*WORK INSTRUCTIONS*
Please copy each line of the records below that includes the word "other".

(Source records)
#[cfg(test)]
mod tests {
    use super::*;
    use crate::ontology::Ontology;

    fn registry() -> Ontology {
        Ontology::load_default().expect("embedded catalogue")
    }

    fn decls() -> (BTreeMap<String, PredicateDef>, BTreeMap<String, ConstantDef>) {
        let mut predicates = BTreeMap::new();
        predicates.insert(
            "Inadempimento".to_string(),
            PredicateDef {
                arity: 2,
                sorts: vec!["Debitore".into(), "Contratto".into()],
            },
        );
        predicates.insert("Mora".to_string(), PredicateDef { arity: 0, sorts: vec![] });
        predicates.insert("Colpa".to_string(), PredicateDef { arity: 0, sorts: vec![] });
        let mut constants = BTreeMap::new();
        constants.insert("deb".to_string(), ConstantDef { sort: "Debitore".into() });
        constants.insert("contr".to_string(), ConstantDef { sort: "Contratto".into() });
        (predicates, constants)
    }

    #[test]
    fn test_infix_precedence() {
        let (preds, consts) = decls();
        let reg = registry();
        let parser = ExpressionParser::new(&reg, ParseMode::Strict);
        let parsed = parser
            .parse("Mora and not Colpa -> Mora", &preds, &consts)
            .expect("parse");
        match parsed.expr {
            Expr::Implies(lhs, _) => match *lhs {
                Expr::And(items) => assert_eq!(items.len(), 2),
                other => panic!("expected And on the left, got {other:?}"),
            },
            other => panic!("expected Implies, got {other:?}"),
        }
    }

    #[test]
    fn test_three_surface_forms_agree() {
        let (preds, consts) = decls();
        let reg = registry();
        let parser = ExpressionParser::new(&reg, ParseMode::Strict);
        let a = parser.parse("(and Mora Colpa)", &preds, &consts).expect("prefix");
        let b = parser.parse("and(Mora, Colpa)", &preds, &consts).expect("call");
        let c = parser.parse("Mora and Colpa", &preds, &consts).expect("infix");
        assert_eq!(a.expr, b.expr);
        assert_eq!(b.expr, c.expr);
    }

    #[test]
    fn test_sexpr_atom_with_args() {
        let (preds, consts) = decls();
        let reg = registry();
        let parser = ExpressionParser::new(&reg, ParseMode::Strict);
        let parsed = parser
            .parse("(Inadempimento deb contr)", &preds, &consts)
            .expect("parse");
        assert_eq!(
            parsed.expr,
            Expr::atom("Inadempimento", vec!["deb".into(), "contr".into()])
        );
    }

    #[test]
    fn test_strict_rejects_unknown_predicate() {
        let (preds, consts) = decls();
        let reg = registry();
        let parser = ExpressionParser::new(&reg, ParseMode::Strict);
        let err = parser
            .parse("PredicatoFantasma(deb)", &preds, &consts)
            .expect_err("must fail");
        assert!(matches!(err, DslError::UnknownPredicate(_)));
    }

    #[test]
    fn test_permissive_auto_declares_from_registry() {
        let (preds, consts) = decls();
        let reg = registry();
        let parser = ExpressionParser::new(&reg, ParseMode::Permissive);
        let parsed = parser
            .parse("BuonaFede(deb)", &preds, &consts)
            .expect("parse");
        let def = parsed.auto_declared.get("BuonaFede").expect("declared");
        assert_eq!(def.arity, 1);
        assert_eq!(def.sorts, vec!["Soggetto".to_string()]);
    }

    #[test]
    fn test_permissive_placeholder_for_unknown_zero_ary() {
        let (preds, consts) = decls();
        let reg = registry();
        let parser = ExpressionParser::new(&reg, ParseMode::Permissive);
        let parsed = parser
            .parse("ClausolaSperimentale", &preds, &consts)
            .expect("parse");
        let def = parsed.auto_declared.get("ClausolaSperimentale").expect("declared");
        assert_eq!(def.arity, 0);
    }

    #[test]
    fn test_arity_mismatch() {
        let (preds, consts) = decls();
        let reg = registry();
        let parser = ExpressionParser::new(&reg, ParseMode::Strict);
        let err = parser
            .parse("Inadempimento(deb)", &preds, &consts)
            .expect_err("must fail");
        assert!(matches!(err, DslError::ArityMismatch { expected: 2, actual: 1, .. }));
    }

    #[test]
    fn test_type_mismatch_on_wrong_constant_sort() {
        let (preds, consts) = decls();
        let reg = registry();
        let parser = ExpressionParser::new(&reg, ParseMode::Strict);
        let err = parser
            .parse("Inadempimento(contr, deb)", &preds, &consts)
            .expect_err("must fail");
        assert!(matches!(err, DslError::TypeMismatch { .. }));
    }

    #[test]
    fn test_subsort_constant_is_accepted() {
        let registry = registry();
        let mut preds = BTreeMap::new();
        preds.insert(
            "CapacitaContrattuale".to_string(),
            PredicateDef { arity: 1, sorts: vec!["Soggetto".into()] },
        );
        let mut consts = BTreeMap::new();
        consts.insert("deb".to_string(), ConstantDef { sort: "Debitore".into() });
        let parser = ExpressionParser::new(&registry, ParseMode::Strict);
        // Debitore extends Soggetto, so the constant fits.
        parser
            .parse("CapacitaContrattuale(deb)", &preds, &consts)
            .expect("subsort accepted");
    }

    #[test]
    fn test_quantified_form_skolemizes_the_body() {
        let registry = registry();
        let preds = BTreeMap::new();
        let consts = BTreeMap::new();
        let parser = ExpressionParser::new(&registry, ParseMode::Permissive);
        let parsed = parser
            .parse("(exists x (BuonaFede x))", &preds, &consts)
            .expect("parse");
        assert_eq!(parsed.expr, Expr::atom("BuonaFede", vec!["x".into()]));
    }

    #[test]
    fn test_malformed_expression() {
        let (preds, consts) = decls();
        let reg = registry();
        let parser = ExpressionParser::new(&reg, ParseMode::Strict);
        assert!(parser.parse("and and", &preds, &consts).is_err());
        assert!(parser.parse("(Mora", &preds, &consts).is_err());
        assert!(parser.parse("", &preds, &consts).is_err());
    }

    #[test]
    fn test_alias_resolution_inside_parse() {
        let registry = registry();
        let preds = BTreeMap::new();
        let consts = BTreeMap::new();
        let parser = ExpressionParser::new(&registry, ParseMode::Permissive);
        let parsed = parser
            .parse("possessopacifico(tizio, fondo)", &preds, &consts)
            .expect("parse");
        match parsed.expr {
            Expr::Atom { predicate, .. } => assert_eq!(predicate, "PossessoPubblico"),
            other => panic!("expected atom, got {other:?}"),
        }
    }
}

*ANSWER TO THIS EXERCISE*
                other => panic!("expected And on the left, got {other:?}"),
            other => panic!("expected Implies, got {other:?}"),
            other => panic!("expected atom, got {other:?}"),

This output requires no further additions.